--- START ---
//! Strategy configuration and the signal pipeline.

pub mod config;
pub mod pipeline;

pub use config::{ConfigError, StrategyConfig};
pub use pipeline::{AnalysisError, Outcome, Rejection, SmcStrategy};
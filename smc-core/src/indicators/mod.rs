//! Indicators used by the trend classifiers.

pub mod sma;

pub use sma::Sma;
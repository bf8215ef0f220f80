//! Landing screens behind the route guard.
//!
//! Both pages read the auth signal the guard provides, so they only ever
//! render for a verified user.

#[cfg(test)]
#[path = "dashboard_test.rs"]
mod dashboard_test;

use leptos::prelude::*;
use session::auth::AuthState;
use session::claims::UserClaims;

use crate::components::session_bar::SessionBar;

fn greeting(user: Option<&UserClaims>) -> String {
    match user.map(|u| u.name.trim()).filter(|name| !name.is_empty()) {
        Some(name) => format!("Welcome, {name}"),
        None => "Welcome".to_owned(),
    }
}

fn current_greeting() -> impl Fn() -> String + Copy + Send + Sync + 'static {
    let auth = use_context::<RwSignal<AuthState>>();
    move || greeting(auth.and_then(|a| a.get().user).as_ref())
}

/// Driver landing page; open to any signed-in role.
#[component]
pub fn DashboardPage() -> impl IntoView {
    let greeting = current_greeting();
    view! {
        <div class="dashboard-page">
            <SessionBar/>
            <main class="dashboard-main">
                <h1>"Dashboard"</h1>
                <p class="dashboard-greeting">{greeting}</p>
            </main>
        </div>
    }
}

/// Admin landing page.
#[component]
pub fn AdminDashboardPage() -> impl IntoView {
    let greeting = current_greeting();
    view! {
        <div class="dashboard-page dashboard-page--admin">
            <SessionBar/>
            <main class="dashboard-main">
                <h1>"Admin dashboard"</h1>
                <p class="dashboard-greeting">{greeting}</p>
            </main>
        </div>
    }
}
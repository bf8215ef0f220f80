//! REST API helpers for the auth endpoints of the backend.
//!
//! Client-side (hydrate): real HTTP calls via `gloo-net`.
//! Server-side (SSR): stubs returning errors since the session token only
//! exists in browser storage.
//!
//! ERROR HANDLING
//! ==============
//! Callers get `Result` outputs instead of panics so login and verification
//! failures degrade to a banner or to the login page without crashing hydration.

#![allow(clippy::unused_async)]

#[cfg(test)]
#[path = "api_test.rs"]
mod api_test;

#[cfg(any(test, feature = "hydrate"))]
use serde::Deserialize;
use session::auth::{TokenVerifier, VerifyError};
use session::claims::UserClaims;
use session::login::{LoginError, LoginRequest, LoginSession, UiError};

pub const LOGIN_ENDPOINT: &str = "/auth/login";
pub const VERIFY_ENDPOINT: &str = "/auth/validateJwt";
pub const LOGOUT_ENDPOINT: &str = "/auth/logout";

/// Error returned by the REST helpers.
#[derive(Debug, Clone, PartialEq, Eq, thiserror::Error)]
pub enum ApiError {
    #[error("request failed: {0}")]
    Network(String),
    #[error("server responded with status {status}")]
    Status { status: u16, message: Option<String> },
    #[error("unreadable response: {0}")]
    Decode(String),
    #[error(transparent)]
    InvalidResponse(#[from] LoginError),
    #[error("not available on server")]
    Unavailable,
}

impl ApiError {
    /// Banner to show on the login page for this failure.
    #[must_use]
    pub fn to_ui_error(&self) -> UiError {
        match self {
            Self::Status { status, message } => UiError::from_status(*status, message.as_deref()),
            Self::Network(_) | Self::Unavailable => UiError::connection(),
            Self::Decode(_) | Self::InvalidResponse(_) => UiError::unexpected(&self.to_string()),
        }
    }
}

/// Error body the backend sends with non-2xx responses.
#[cfg(any(test, feature = "hydrate"))]
#[derive(Debug, Default, Deserialize)]
struct ErrorBody {
    message: Option<String>,
    error: Option<String>,
}

#[cfg(any(test, feature = "hydrate"))]
fn error_message(body: &str) -> Option<String> {
    let parsed: ErrorBody = serde_json::from_str(body).ok()?;
    parsed.message.or(parsed.error).filter(|m| !m.trim().is_empty())
}

#[cfg(any(test, feature = "hydrate"))]
fn bearer(token: &str) -> String {
    format!("Bearer {token}")
}

/// The verification endpoint answers with the user object, bare or wrapped
/// in `{ "user": ... }` depending on backend version.
#[cfg(any(test, feature = "hydrate"))]
fn parse_verified_user(body: serde_json::Value) -> Result<UserClaims, VerifyError> {
    let user = match body {
        serde_json::Value::Object(mut map) if map.get("user").is_some_and(serde_json::Value::is_object) => {
            map.remove("user").unwrap_or_default()
        }
        other => other,
    };
    serde_json::from_value(user).map_err(|e| VerifyError::InvalidBody(e.to_string()))
}

/// Sign in via `POST /auth/login`.
///
/// # Errors
///
/// Returns [`ApiError`] on transport failure, non-2xx status, or a response
/// without a usable token and user.
pub async fn login(request: &LoginRequest) -> Result<LoginSession, ApiError> {
    #[cfg(feature = "hydrate")]
    {
        let resp = gloo_net::http::Request::post(&crate::config::endpoint(LOGIN_ENDPOINT))
            .json(request)
            .map_err(|e| ApiError::Network(e.to_string()))?
            .send()
            .await
            .map_err(|e| ApiError::Network(e.to_string()))?;
        if !resp.ok() {
            let status = resp.status();
            let body = resp.text().await.unwrap_or_default();
            return Err(ApiError::Status { status, message: error_message(&body) });
        }
        let body: session::login::LoginResponse = resp.json().await.map_err(|e| ApiError::Decode(e.to_string()))?;
        Ok(body.into_session()?)
    }
    #[cfg(not(feature = "hydrate"))]
    {
        let _ = request;
        Err(ApiError::Unavailable)
    }
}

/// Tell the backend the session is over via `POST /auth/logout`. Best effort.
pub async fn logout(token: &str) {
    #[cfg(feature = "hydrate")]
    {
        let result = gloo_net::http::Request::post(&crate::config::endpoint(LOGOUT_ENDPOINT))
            .header("Authorization", &bearer(token))
            .send()
            .await;
        if let Err(e) = result {
            log::debug!("logout request failed: {e}");
        }
    }
    #[cfg(not(feature = "hydrate"))]
    {
        let _ = token;
    }
}

/// Verifies session tokens against `GET /auth/validateJwt`.
#[derive(Clone, Copy, Debug, Default)]
pub struct HttpVerifier;

impl TokenVerifier for HttpVerifier {
    async fn verify(&self, token: &str) -> Result<UserClaims, VerifyError> {
        #[cfg(feature = "hydrate")]
        {
            let resp = gloo_net::http::Request::get(&crate::config::endpoint(VERIFY_ENDPOINT))
                .header("Authorization", &bearer(token))
                .send()
                .await
                .map_err(|e| VerifyError::Network(e.to_string()))?;
            if !resp.ok() {
                return Err(VerifyError::Rejected(resp.status()));
            }
            let body: serde_json::Value = resp.json().await.map_err(|e| VerifyError::InvalidBody(e.to_string()))?;
            parse_verified_user(body)
        }
        #[cfg(not(feature = "hydrate"))]
        {
            let _ = token;
            Err(VerifyError::Network("not available on server".to_owned()))
        }
    }
}
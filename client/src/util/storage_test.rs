#![cfg(not(feature = "hydrate"))]

use session::store::TOKEN_KEY;

use super::*;

#[test]
fn constructors_pick_scopes() {
    assert_eq!(BrowserStorage::durable().scope(), Scope::Durable);
    assert_eq!(BrowserStorage::volatile().scope(), Scope::Volatile);
}

#[test]
fn storage_is_empty_outside_the_browser() {
    assert_eq!(BrowserStorage::durable().get(TOKEN_KEY), None);
    assert_eq!(browser_repository().load(), None);
}

#[test]
fn writes_fail_outside_the_browser() {
    assert_eq!(BrowserStorage::volatile().set(TOKEN_KEY, "tok"), Err(StoreError::Unavailable(Scope::Volatile)));
    assert_eq!(browser_repository().save("tok", true), Err(StoreError::Unavailable(Scope::Durable)));
}

#[test]
fn clear_is_noop_but_callable() {
    browser_repository().clear();
}
//! Page modules for route-level screens.
//!
//! ARCHITECTURE
//! ============
//! Each page owns route-scoped orchestration. Guarded pages are wrapped in
//! `components::protected_route` by the router, never by themselves.

pub mod dashboard;
pub mod login;
use std::cell::RefCell;

use session::claims::UserClaims;

use super::*;

fn user(role: Role) -> UserClaims {
    UserClaims { id: 4, name: "Lia".into(), email: "lia@example.com".into(), role }
}

#[test]
fn forbidden_detail_names_required_role() {
    assert_eq!(forbidden_detail(Some(Role::Admin)), "This page requires the admin role.");
}

#[test]
fn forbidden_detail_without_role_is_generic() {
    assert_eq!(forbidden_detail(None), "You are not allowed to view this page.");
}

#[test]
fn missing_session_navigates_to_login_once_with_replace() {
    let calls = RefCell::new(Vec::new());
    let mut on_state = login_redirect(None, |path: &str, options: NavigateOptions| {
        calls.borrow_mut().push((path.to_owned(), options.replace));
    });

    assert_eq!(on_state(&AuthState::pending()), GuardDecision::Loading);
    assert!(calls.borrow().is_empty());

    assert_eq!(on_state(&AuthState::unauthenticated()), GuardDecision::RedirectToLogin);
    assert_eq!(on_state(&AuthState::unauthenticated()), GuardDecision::RedirectToLogin);

    assert_eq!(*calls.borrow(), vec![("/login".to_owned(), true)]);
}

#[test]
fn wrong_role_is_forbidden_without_navigation() {
    let calls = RefCell::new(0_usize);
    let mut on_state = login_redirect(Some(Role::Admin), |_: &str, _: NavigateOptions| {
        *calls.borrow_mut() += 1;
    });

    assert_eq!(on_state(&AuthState::pending()), GuardDecision::Loading);
    assert_eq!(on_state(&AuthState::authenticated(user(Role::Driver))), GuardDecision::Forbidden);

    assert_eq!(*calls.borrow(), 0);
}

#[test]
fn matching_role_renders_without_navigation() {
    let calls = RefCell::new(0_usize);
    let mut on_state = login_redirect(Some(Role::Admin), |_: &str, _: NavigateOptions| {
        *calls.borrow_mut() += 1;
    });

    assert_eq!(on_state(&AuthState::authenticated(user(Role::Admin))), GuardDecision::Render);
    assert_eq!(*calls.borrow(), 0);
}

#[test]
fn signal_driven_state_changes_redirect_once() {
    let owner = leptos::reactive::owner::Owner::new();
    owner.with(|| {
        let auth = RwSignal::new(AuthState::pending());
        let calls = RefCell::new(Vec::new());
        let mut on_state = login_redirect(None, |path: &str, options: NavigateOptions| {
            calls.borrow_mut().push((path.to_owned(), options.replace));
        });

        assert_eq!(on_state(&auth.get_untracked()), GuardDecision::Loading);
        auth.set(AuthState::unauthenticated());
        assert_eq!(on_state(&auth.get_untracked()), GuardDecision::RedirectToLogin);
        auth.set(AuthState::unauthenticated());
        on_state(&auth.get_untracked());

        assert_eq!(*calls.borrow(), vec![("/login".to_owned(), true)]);
    });
}
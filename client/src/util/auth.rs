//! Auth-state hook and shared session helpers for routes.
//!
//! SYSTEM CONTEXT
//! ==============
//! Every guarded route mounts its own [`use_auth`] signal and resolves it once
//! against the backend. The login page uses the cheaper local decode only to
//! skip the form when a stored session already looks usable.

#[cfg(test)]
#[path = "auth_test.rs"]
mod auth_test;

use leptos::prelude::*;
use leptos_router::NavigateOptions;
use session::auth::{AuthState, AuthStrategy};
use session::guard::LOGIN_PATH;
use session::token;

use crate::util::storage::browser_repository;

/// Strategy used by guarded routes: local pre-check, then server verification.
pub const AUTH_STRATEGY: AuthStrategy = AuthStrategy::PrecheckThenServer;

/// Mount-scoped auth state.
///
/// Starts as [`AuthState::pending`]. In the browser a single verification
/// round-trip settles it; during SSR it stays pending so the server renders
/// the loading placeholder and hydration finishes the job.
pub fn use_auth() -> RwSignal<AuthState> {
    let auth = RwSignal::new(AuthState::pending());

    #[cfg(feature = "hydrate")]
    leptos::task::spawn_local(async move {
        let repository = browser_repository();
        let state = session::auth::resolve(&repository, &crate::net::api::HttpVerifier, AUTH_STRATEGY).await;
        log::debug!("auth resolved: authenticated={}", state.is_authenticated());
        auth.set(state);
    });

    auth
}

/// Navigation used for the login redirect: replaces the current history entry
/// so "back" cannot return to the guarded page.
pub fn login_redirect_options() -> NavigateOptions {
    NavigateOptions { replace: true, ..NavigateOptions::default() }
}

/// Home route for a stored token that decodes locally, if any.
fn home_for_token(stored: Option<String>) -> Option<&'static str> {
    stored
        .as_deref()
        .and_then(token::decode)
        .map(|user| user.role.home_path())
}

/// Home route of an existing, locally valid session.
pub fn existing_session_home() -> Option<&'static str> {
    home_for_token(browser_repository().load())
}

/// Drop the session from both storage scopes, tell the backend, and go to the
/// login page.
pub fn sign_out<F>(navigate: F)
where
    F: Fn(&str, NavigateOptions),
{
    let repository = browser_repository();
    let token = repository.load();
    repository.clear();

    #[cfg(feature = "hydrate")]
    if let Some(token) = token {
        leptos::task::spawn_local(async move {
            crate::net::api::logout(&token).await;
        });
    }
    #[cfg(not(feature = "hydrate"))]
    let _ = token;

    navigate(LOGIN_PATH, login_redirect_options());
}
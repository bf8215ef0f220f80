//! Browser-backed session token storage.
//!
//! SYSTEM CONTEXT
//! ==============
//! Implements [`TokenStore`] over `localStorage` (durable) and
//! `sessionStorage` (volatile) so the session repository's read policy stays
//! in the `session` crate. During SSR both scopes are empty and unwritable.

#[cfg(test)]
#[path = "storage_test.rs"]
mod storage_test;

use session::store::{Scope, SessionRepository, StoreError, TokenStore};

/// One browser storage scope.
#[derive(Clone, Copy, Debug, PartialEq, Eq)]
pub struct BrowserStorage {
    scope: Scope,
}

impl BrowserStorage {
    #[must_use]
    pub fn durable() -> Self {
        Self { scope: Scope::Durable }
    }

    #[must_use]
    pub fn volatile() -> Self {
        Self { scope: Scope::Volatile }
    }

    #[must_use]
    pub fn scope(&self) -> Scope {
        self.scope
    }

    #[cfg(feature = "hydrate")]
    fn storage(&self) -> Option<web_sys::Storage> {
        let window = web_sys::window()?;
        match self.scope {
            Scope::Durable => window.local_storage().ok().flatten(),
            Scope::Volatile => window.session_storage().ok().flatten(),
        }
    }
}

impl TokenStore for BrowserStorage {
    fn get(&self, key: &str) -> Option<String> {
        #[cfg(feature = "hydrate")]
        {
            self.storage()?.get_item(key).ok().flatten()
        }
        #[cfg(not(feature = "hydrate"))]
        {
            let _ = key;
            None
        }
    }

    fn set(&self, key: &str, value: &str) -> Result<(), StoreError> {
        #[cfg(feature = "hydrate")]
        {
            let storage = self.storage().ok_or(StoreError::Unavailable(self.scope))?;
            storage
                .set_item(key, value)
                .map_err(|e| StoreError::Write { scope: self.scope, reason: format!("{e:?}") })
        }
        #[cfg(not(feature = "hydrate"))]
        {
            let _ = (key, value);
            Err(StoreError::Unavailable(self.scope))
        }
    }

    fn remove(&self, key: &str) {
        #[cfg(feature = "hydrate")]
        {
            if let Some(storage) = self.storage() {
                let _ = storage.remove_item(key);
            }
        }
        #[cfg(not(feature = "hydrate"))]
        {
            let _ = key;
        }
    }
}

/// Session repository over the browser's two storage scopes.
#[must_use]
pub fn browser_repository() -> SessionRepository<BrowserStorage, BrowserStorage> {
    SessionRepository::new(BrowserStorage::durable(), BrowserStorage::volatile())
}
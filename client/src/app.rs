//! Root application component with routing.

use leptos::prelude::*;
use leptos_meta::{MetaTags, Stylesheet, Title, provide_meta_context};
use leptos_router::{
    StaticSegment,
    components::{Route, Router, Routes},
};
use session::claims::Role;

use crate::components::protected_route::ProtectedRoute;
use crate::pages::{
    dashboard::{AdminDashboardPage, DashboardPage},
    login::LoginPage,
};

/// HTML shell rendered on the server for SSR + hydration.
pub fn shell(options: LeptosOptions) -> impl IntoView {
    view! {
        <!DOCTYPE html>
        <html lang="en">
            <head>
                <meta charset="utf-8"/>
                <meta name="viewport" content="width=device-width, initial-scale=1"/>
                <AutoReload options=options.clone()/>
                <HydrationScripts options/>
                <MetaTags/>
            </head>
            <body>
                <App/>
            </body>
        </html>
    }
}

/// Root application component.
///
/// Auth state is not provided here: every guarded route resolves its own.
#[component]
pub fn App() -> impl IntoView {
    provide_meta_context();

    view! {
        <Stylesheet id="leptos" href="/pkg/trcarrier.css"/>
        <Title text="TR Carrier"/>

        <Router>
            <Routes fallback=|| "Page not found.".into_view()>
                <Route path=StaticSegment("") view=LoginPage/>
                <Route path=StaticSegment("login") view=LoginPage/>
                <Route
                    path=StaticSegment("dashboard")
                    view=|| view! { <ProtectedRoute><DashboardPage/></ProtectedRoute> }
                />
                <Route
                    path=(StaticSegment("admin"), StaticSegment("dashboard"))
                    view=|| view! { <ProtectedRoute role=Role::Admin><AdminDashboardPage/></ProtectedRoute> }
                />
            </Routes>
        </Router>
    }
}
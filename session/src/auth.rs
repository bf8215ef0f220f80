//! Auth-state resolution for protected views.
//!
//! SYSTEM CONTEXT
//! ==============
//! Each guarded view resolves its own [`AuthState`] once per mount: read the
//! stored token, and if there is one, ask the backend to re-validate it. The
//! verifier is a trait so the browser supplies an HTTP implementation and
//! tests supply fakes.
//!
//! TRADE-OFFS
//! ==========
//! Every verification failure collapses to "unauthenticated", including a
//! transient network error. There is no retry and no cached last-known user.

#[cfg(test)]
#[path = "auth_test.rs"]
mod auth_test;

use std::future::Future;

use crate::claims::UserClaims;
use crate::store::{SessionRepository, TokenStore};
use crate::token;

/// Error returned by a [`TokenVerifier`].
#[derive(Debug, Clone, PartialEq, Eq, thiserror::Error)]
pub enum VerifyError {
    /// The request never produced a response.
    #[error("verification request failed: {0}")]
    Network(String),
    /// The backend answered with a non-2xx status.
    #[error("verification rejected with status {0}")]
    Rejected(u16),
    /// The backend answered 2xx but the body was not a user object.
    #[error("verification response was not a user: {0}")]
    InvalidBody(String),
}

/// Server-side re-validation of a session token.
pub trait TokenVerifier {
    /// Present `token` as a bearer credential and return the user it belongs to.
    fn verify(&self, token: &str) -> impl Future<Output = Result<UserClaims, VerifyError>>;
}

/// How a stored token is turned into an authenticated user.
#[derive(Clone, Copy, Debug, Default, PartialEq, Eq)]
pub enum AuthStrategy {
    /// One server round-trip decides.
    #[default]
    ServerVerified,
    /// Decode locally first; tokens that are malformed or expired are dropped
    /// without a round-trip, the rest are still verified by the server.
    PrecheckThenServer,
}

/// Authentication view model for a single guarded mount.
///
/// `user` and [`AuthState::is_authenticated`] are meaningless while `loading`
/// is true.
#[derive(Clone, Debug, PartialEq, Eq)]
pub struct AuthState {
    pub user: Option<UserClaims>,
    pub loading: bool,
}

impl AuthState {
    /// Freshly mounted, not yet resolved.
    #[must_use]
    pub fn pending() -> Self {
        Self { user: None, loading: true }
    }

    #[must_use]
    pub fn authenticated(user: UserClaims) -> Self {
        Self { user: Some(user), loading: false }
    }

    #[must_use]
    pub fn unauthenticated() -> Self {
        Self { user: None, loading: false }
    }

    #[must_use]
    pub fn is_authenticated(&self) -> bool {
        self.user.is_some()
    }
}

impl Default for AuthState {
    fn default() -> Self {
        Self::pending()
    }
}

/// Resolve the auth state from the stored session token.
///
/// Performs at most one verification request and never retries. The returned
/// state always has `loading == false`.
///
/// A token that fails the pre-check or verification is removed from both
/// scopes, so the login page never mistakes it for a live session.
pub async fn resolve<D, V, T>(repository: &SessionRepository<D, V>, verifier: &T, strategy: AuthStrategy) -> AuthState
where
    D: TokenStore,
    V: TokenStore,
    T: TokenVerifier,
{
    let Some(token) = repository.load() else {
        return AuthState::unauthenticated();
    };

    if strategy == AuthStrategy::PrecheckThenServer && token::decode(&token).is_none() {
        log::debug!("stored session token failed local pre-check");
        repository.clear();
        return AuthState::unauthenticated();
    }

    match verifier.verify(&token).await {
        Ok(user) => AuthState::authenticated(user),
        Err(e) => {
            log::debug!("session verification failed, discarding token: {e}");
            repository.clear();
            AuthState::unauthenticated()
        }
    }
}
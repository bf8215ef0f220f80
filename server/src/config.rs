//! Server configuration parsed from environment variables.

#[cfg(test)]
#[path = "config_test.rs"]
mod config_test;

pub const DEFAULT_PORT: u16 = 3000;
pub const DEFAULT_BIND_HOST: &str = "0.0.0.0";

#[derive(Debug, Clone, PartialEq, Eq, thiserror::Error)]
pub enum ConfigError {
    #[error("invalid {var}: {value:?}")]
    Invalid { var: &'static str, value: String },
}

#[derive(Debug, Clone, PartialEq, Eq)]
pub struct ServerConfig {
    pub port: u16,
    pub bind_host: String,
}

impl ServerConfig {
    /// Build typed config from the process environment.
    ///
    /// Optional:
    /// - `PORT`: default 3000
    /// - `BIND_HOST`: default `0.0.0.0`
    ///
    /// # Errors
    ///
    /// Returns [`ConfigError::Invalid`] when `PORT` is not a port number.
    pub fn from_env() -> Result<Self, ConfigError> {
        Self::from_lookup(|key| std::env::var(key).ok())
    }

    /// Same as [`ServerConfig::from_env`] over an arbitrary variable source.
    ///
    /// # Errors
    ///
    /// Returns [`ConfigError::Invalid`] when `PORT` is not a port number.
    pub fn from_lookup(lookup: impl Fn(&str) -> Option<String>) -> Result<Self, ConfigError> {
        let port = match non_blank(lookup("PORT")) {
            Some(raw) => raw
                .parse::<u16>()
                .map_err(|_| ConfigError::Invalid { var: "PORT", value: raw.clone() })?,
            None => DEFAULT_PORT,
        };
        let bind_host = non_blank(lookup("BIND_HOST")).unwrap_or_else(|| DEFAULT_BIND_HOST.to_owned());
        Ok(Self { port, bind_host })
    }

    /// `host:port` for the listener; IPv6 hosts are bracketed.
    #[must_use]
    pub fn bind_addr(&self) -> String {
        if self.bind_host.contains(':') && !self.bind_host.starts_with('[') {
            format!("[{}]:{}", self.bind_host, self.port)
        } else {
            format!("{}:{}", self.bind_host, self.port)
        }
    }
}

fn non_blank(value: Option<String>) -> Option<String> {
    value.map(|v| v.trim().to_owned()).filter(|v| !v.is_empty())
}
--- END ---
■ WHAT YOU SHOULD DO:
Please tally the lines above that contain "Title" and report nothing but the total.

■ ANSWER BOX:
2